__Problem__: Find the word "HandlerRegistry" below. Copy each line that has it.

__Saved data entries__:

// src/dispatch.rs

//! Request dispatch: the handler contract and the registry that maps
//! request-type tokens to handlers.
//!
//! The registry is built once at startup and is an explicit table; there is
//! no name-based lookup magic between a wire token and the code that serves
//! it.

use crate::protocol::types::ReplyBody;
use crate::session::SessionInfo;

use std::collections::HashMap;
use std::future::Future;
use std::marker::PhantomData;

use async_trait::async_trait;
use serde::de::DeserializeOwned;

/// A user-facing failure reported by a handler: a safe public message plus
/// an optional internal error that is only ever logged server-side.
#[derive(Debug)]
pub struct HandlerError {
  pub user_msg: String,
  pub internal: Option<anyhow::Error>,
}

impl HandlerError {
  /// An error that is entirely the user's business (validation and the like).
  pub fn user(msg: impl Into<String>) -> Self {
    Self {
      user_msg: msg.into(),
      internal: None,
    }
  }

  /// A failure with an internal cause worth logging; the client only sees
  /// `msg`.
  pub fn internal(msg: impl Into<String>, err: impl Into<anyhow::Error>) -> Self {
    Self {
      user_msg: msg.into(),
      internal: Some(err.into()),
    }
  }
}

/// Why a dispatched request produced no reply body.
#[derive(Debug)]
pub enum DispatchError {
  /// The JSON body did not decode into the handler's request type.
  Decode(String),
  /// The handler ran and reported a user-facing error.
  Handler(HandlerError),
}

/// Object-safe handler seam: decodes its own body and produces a reply body.
///
/// Implementations are usually created through [`HandlerRegistry::register`],
/// which pairs a typed async closure with JSON decoding of its request shape.
#[async_trait]
pub trait RequestHandler: Send + Sync {
  async fn call(&self, session: &SessionInfo, body: &[u8]) -> Result<ReplyBody, DispatchError>;
}

struct TypedHandler<Req, F> {
  handler: F,
  _request: PhantomData<fn() -> Req>,
}

#[async_trait]
impl<Req, F, Fut> RequestHandler for TypedHandler<Req, F>
where
  Req: DeserializeOwned + Send,
  F: Fn(SessionInfo, Req) -> Fut + Send + Sync,
  Fut: Future<Output = Result<ReplyBody, HandlerError>> + Send,
{
  async fn call(&self, session: &SessionInfo, body: &[u8]) -> Result<ReplyBody, DispatchError> {
    let request: Req = serde_json::from_slice(body).map_err(|e| DispatchError::Decode(e.to_string()))?;
    (self.handler)(session.clone(), request).await.map_err(DispatchError::Handler)
  }
}

/// Maps request-type tokens (`REQUEST_SEND_MESSAGE`, ...) to handlers.
/// Built once at startup, never mutated afterwards.
#[derive(Default)]
pub struct HandlerRegistry {
  handlers: HashMap<&'static str, Box<dyn RequestHandler>>,
}

impl HandlerRegistry {
  pub fn new() -> Self {
    Self::default()
  }

  /// Registers `handler` for `request_type`. Registering a token twice
  /// replaces the previous handler.
  pub fn register<Req, F, Fut>(&mut self, request_type: &'static str, handler: F)
  where
    Req: DeserializeOwned + Send + 'static,
    F: Fn(SessionInfo, Req) -> Fut + Send + Sync + 'static,
    Fut: Future<Output = Result<ReplyBody, HandlerError>> + Send + 'static,
  {
    self.handlers.insert(
      request_type,
      Box::new(TypedHandler {
        handler,
        _request: PhantomData,
      }),
    );
  }

  pub fn get(&self, request_type: &str) -> Option<&dyn RequestHandler> {
    self.handlers.get(request_type).map(|h| h.as_ref())
  }

  pub fn len(&self) -> usize {
    self.handlers.len()
  }

  pub fn is_empty(&self) -> bool {
    self.handlers.is_empty()
  }
}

__Response to this exercise__:
/// Implementations are usually created through [`HandlerRegistry::register`],
pub struct HandlerRegistry {
impl HandlerRegistry {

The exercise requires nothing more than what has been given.